● Instructions to follow:
Below is a set of records. Please retype every one exactly.

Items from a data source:
★ ★ ★ ★ ★ ★ ★

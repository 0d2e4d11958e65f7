use std::path::{Component, Path, PathBuf};

/// What a single filesystem lookup said about a request path.
#[derive(Debug, Clone, PartialEq, Eq)]
pub struct FileInfo {
    /// The request path joined under the docroot
    pub resolved_path: PathBuf,
    /// True byte length; 0 unless `is_regular_file`
    pub size: u64,
    pub exists: bool,
    pub is_regular_file: bool,
}

impl FileInfo {
    fn missing(resolved_path: PathBuf) -> Self {
        Self {
            resolved_path,
            size: 0,
            exists: false,
            is_regular_file: false,
        }
    }
}

/// Resolves `request_path` under `docroot` without following symlinks.
///
/// Paths carrying `..` (or anything else that could leave the docroot) are
/// reported as missing. Nothing is cached.
pub async fn resolve(request_path: &str, docroot: &Path) -> FileInfo {
    let Some(resolved_path) = build_path(request_path, docroot) else {
        tracing::debug!(path = %request_path, "Rejected path outside docroot");
        return FileInfo::missing(docroot.join(strip_query(request_path).trim_start_matches('/')));
    };

    let meta = match tokio::fs::symlink_metadata(&resolved_path).await {
        Ok(meta) => meta,
        Err(e) => {
            tracing::debug!(path = %resolved_path.display(), error = %e, "Lookup failed");
            return FileInfo::missing(resolved_path);
        }
    };

    if !meta.file_type().is_file() {
        return FileInfo {
            resolved_path,
            size: 0,
            exists: true,
            is_regular_file: false,
        };
    }

    FileInfo {
        resolved_path,
        size: meta.len(),
        exists: true,
        is_regular_file: true,
    }
}

/// Joins the request path under the docroot, keeping only plain components.
pub fn build_path(request_path: &str, docroot: &Path) -> Option<PathBuf> {
    let relative = strip_query(request_path).trim_start_matches('/');
    let mut path = docroot.to_path_buf();

    for component in Path::new(relative).components() {
        match component {
            Component::Normal(part) => path.push(part),
            Component::CurDir => {}
            Component::ParentDir | Component::RootDir | Component::Prefix(_) => return None,
        }
    }

    Some(path)
}

fn strip_query(request_path: &str) -> &str {
    request_path
        .split_once('?')
        .map_or(request_path, |(path, _)| path)
}
//! Gaussian likelihood for generic regression problems.

use std::f64::consts::PI;

use super::{checked, require_parameter, Likelihood, Parameters};
use crate::error::{AxisMismatchError, GwError, Result};

/// Standard deviation of the Gaussian noise.
#[derive(Debug, Clone, PartialEq)]
pub enum NoiseLevel {
    /// Fixed σ.
    Known(f64),
    /// σ read from the named parameter on every evaluation.
    Parameter(String),
}

impl Default for NoiseLevel {
    fn default() -> Self {
        NoiseLevel::Parameter("sigma".to_string())
    }
}

/// Independent Gaussian residuals between data `y` and a model evaluated at `x`.
///
/// log L = −½ Σᵢ [(yᵢ − f(xᵢ; θ))²/σ² + ln(2πσ²)]
pub struct GaussianLikelihood<F> {
    x: Vec<f64>,
    y: Vec<f64>,
    model: F,
    noise: NoiseLevel,
}

impl<F> GaussianLikelihood<F>
where
    F: Fn(f64, &Parameters) -> f64 + Send + Sync,
{
    /// Build a likelihood with σ taken from the `sigma` parameter.
    ///
    /// # Errors
    /// * `GwError::AxisMismatch` - `x` and `y` differ in length
    pub fn new(x: Vec<f64>, y: Vec<f64>, model: F) -> Result<Self> {
        if x.len() != y.len() {
            return Err(AxisMismatchError::Length {
                left: x.len(),
                right: y.len(),
            }
            .into());
        }
        Ok(Self {
            x,
            y,
            model,
            noise: NoiseLevel::default(),
        })
    }

    pub fn with_noise_level(mut self, noise: NoiseLevel) -> Self {
        self.noise = noise;
        self
    }

    pub fn noise_level(&self) -> &NoiseLevel {
        &self.noise
    }

    fn sigma(&self, parameters: &Parameters) -> Result<f64> {
        match &self.noise {
            NoiseLevel::Known(sigma) => Ok(*sigma),
            NoiseLevel::Parameter(key) => require_parameter(parameters, key),
        }
    }

    fn log_likelihood_of_residuals(residuals: impl Iterator<Item = f64>, sigma: f64) -> f64 {
        if !(sigma.is_finite() && sigma > 0.0) {
            return f64::NEG_INFINITY;
        }
        // ln(2πσ²) without forming σ², which can underflow
        let normalisation = (2.0 * PI).ln() + 2.0 * sigma.ln();
        -0.5 * residuals
            .map(|r| (r / sigma).powi(2) + normalisation)
            .sum::<f64>()
    }
}

impl<F> Likelihood for GaussianLikelihood<F>
where
    F: Fn(f64, &Parameters) -> f64 + Send + Sync,
{
    fn log_likelihood(&self, parameters: &Parameters) -> Result<f64> {
        let sigma = self.sigma(parameters)?;
        let residuals = self
            .x
            .iter()
            .zip(&self.y)
            .map(|(&x, &y)| y - (self.model)(x, parameters));
        checked(Self::log_likelihood_of_residuals(residuals, sigma))
    }

    /// The data treated as pure noise. Needs a known σ.
    fn noise_log_likelihood(&self) -> Result<f64> {
        match &self.noise {
            NoiseLevel::Known(sigma) => checked(Self::log_likelihood_of_residuals(
                self.y.iter().copied(),
                *sigma,
            )),
            NoiseLevel::Parameter(key) => Err(GwError::MissingParameter(key.clone())),
        }
    }
}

★ ★ ★ ★ ★ ★ ★

● Written solution:
repository 0d2e4d11958e65f7
use std::path::{Component, Path, PathBuf};

/// What a single filesystem lookup said about a request path.
#[derive(Debug, Clone, PartialEq, Eq)]
pub struct FileInfo {
    /// The request path joined under the docroot
    pub resolved_path: PathBuf,
    /// True byte length; 0 unless `is_regular_file`
    pub size: u64,
    pub exists: bool,
    pub is_regular_file: bool,
}

impl FileInfo {
    fn missing(resolved_path: PathBuf) -> Self {
        Self {
            resolved_path,
            size: 0,
            exists: false,
            is_regular_file: false,
        }
    }
}

/// Resolves `request_path` under `docroot` without following symlinks.
///
/// Paths carrying `..` (or anything else that could leave the docroot) are
/// reported as missing. Nothing is cached.
pub async fn resolve(request_path: &str, docroot: &Path) -> FileInfo {
    let Some(resolved_path) = build_path(request_path, docroot) else {
        tracing::debug!(path = %request_path, "Rejected path outside docroot");
        return FileInfo::missing(docroot.join(strip_query(request_path).trim_start_matches('/')));
    };

    let meta = match tokio::fs::symlink_metadata(&resolved_path).await {
        Ok(meta) => meta,
        Err(e) => {
            tracing::debug!(path = %resolved_path.display(), error = %e, "Lookup failed");
            return FileInfo::missing(resolved_path);
        }
    };

    if !meta.file_type().is_file() {
        return FileInfo {
            resolved_path,
            size: 0,
            exists: true,
            is_regular_file: false,
        };
    }

    FileInfo {
        resolved_path,
        size: meta.len(),
        exists: true,
        is_regular_file: true,
    }
}

/// Joins the request path under the docroot, keeping only plain components.
pub fn build_path(request_path: &str, docroot: &Path) -> Option<PathBuf> {
    let relative = strip_query(request_path).trim_start_matches('/');
    let mut path = docroot.to_path_buf();

    for component in Path::new(relative).components() {
        match component {
            Component::Normal(part) => path.push(part),
            Component::CurDir => {}
            Component::ParentDir | Component::RootDir | Component::Prefix(_) => return None,
        }
    }

    Some(path)
}

fn strip_query(request_path: &str) -> &str {
    request_path
        .split_once('?')
        .map_or(request_path, |(path, _)| path)
}
//! Gaussian likelihood for generic regression problems.

use std::f64::consts::PI;

use super::{checked, require_parameter, Likelihood, Parameters};
use crate::error::{AxisMismatchError, GwError, Result};

/// Standard deviation of the Gaussian noise.
#[derive(Debug, Clone, PartialEq)]
pub enum NoiseLevel {
    /// Fixed σ.
    Known(f64),
    /// σ read from the named parameter on every evaluation.
    Parameter(String),
}

impl Default for NoiseLevel {
    fn default() -> Self {
        NoiseLevel::Parameter("sigma".to_string())
    }
}

/// Independent Gaussian residuals between data `y` and a model evaluated at `x`.
///
/// log L = −½ Σᵢ [(yᵢ − f(xᵢ; θ))²/σ² + ln(2πσ²)]
pub struct GaussianLikelihood<F> {
    x: Vec<f64>,
    y: Vec<f64>,
    model: F,
    noise: NoiseLevel,
}

impl<F> GaussianLikelihood<F>
where
    F: Fn(f64, &Parameters) -> f64 + Send + Sync,
{
    /// Build a likelihood with σ taken from the `sigma` parameter.
    ///
    /// # Errors
    /// * `GwError::AxisMismatch` - `x` and `y` differ in length
    pub fn new(x: Vec<f64>, y: Vec<f64>, model: F) -> Result<Self> {
        if x.len() != y.len() {
            return Err(AxisMismatchError::Length {
                left: x.len(),
                right: y.len(),
            }
            .into());
        }
        Ok(Self {
            x,
            y,
            model,
            noise: NoiseLevel::default(),
        })
    }

    pub fn with_noise_level(mut self, noise: NoiseLevel) -> Self {
        self.noise = noise;
        self
    }

    pub fn noise_level(&self) -> &NoiseLevel {
        &self.noise
    }

    fn sigma(&self, parameters: &Parameters) -> Result<f64> {
        match &self.noise {
            NoiseLevel::Known(sigma) => Ok(*sigma),
            NoiseLevel::Parameter(key) => require_parameter(parameters, key),
        }
    }

    fn log_likelihood_of_residuals(residuals: impl Iterator<Item = f64>, sigma: f64) -> f64 {
        if !(sigma.is_finite() && sigma > 0.0) {
            return f64::NEG_INFINITY;
        }
        // ln(2πσ²) without forming σ², which can underflow
        let normalisation = (2.0 * PI).ln() + 2.0 * sigma.ln();
        -0.5 * residuals
            .map(|r| (r / sigma).powi(2) + normalisation)
            .sum::<f64>()
    }
}

impl<F> Likelihood for GaussianLikelihood<F>
where
    F: Fn(f64, &Parameters) -> f64 + Send + Sync,
{
    fn log_likelihood(&self, parameters: &Parameters) -> Result<f64> {
        let sigma = self.sigma(parameters)?;
        let residuals = self
            .x
            .iter()
            .zip(&self.y)
            .map(|(&x, &y)| y - (self.model)(x, parameters));
        checked(Self::log_likelihood_of_residuals(residuals, sigma))
    }

    /// The data treated as pure noise. Needs a known σ.
    fn noise_log_likelihood(&self) -> Result<f64> {
        match &self.noise {
            NoiseLevel::Known(sigma) => checked(Self::log_likelihood_of_residuals(
                self.y.iter().copied(),
                *sigma,
            )),
            NoiseLevel::Parameter(key) => Err(GwError::MissingParameter(key.clone())),
        }
    }
}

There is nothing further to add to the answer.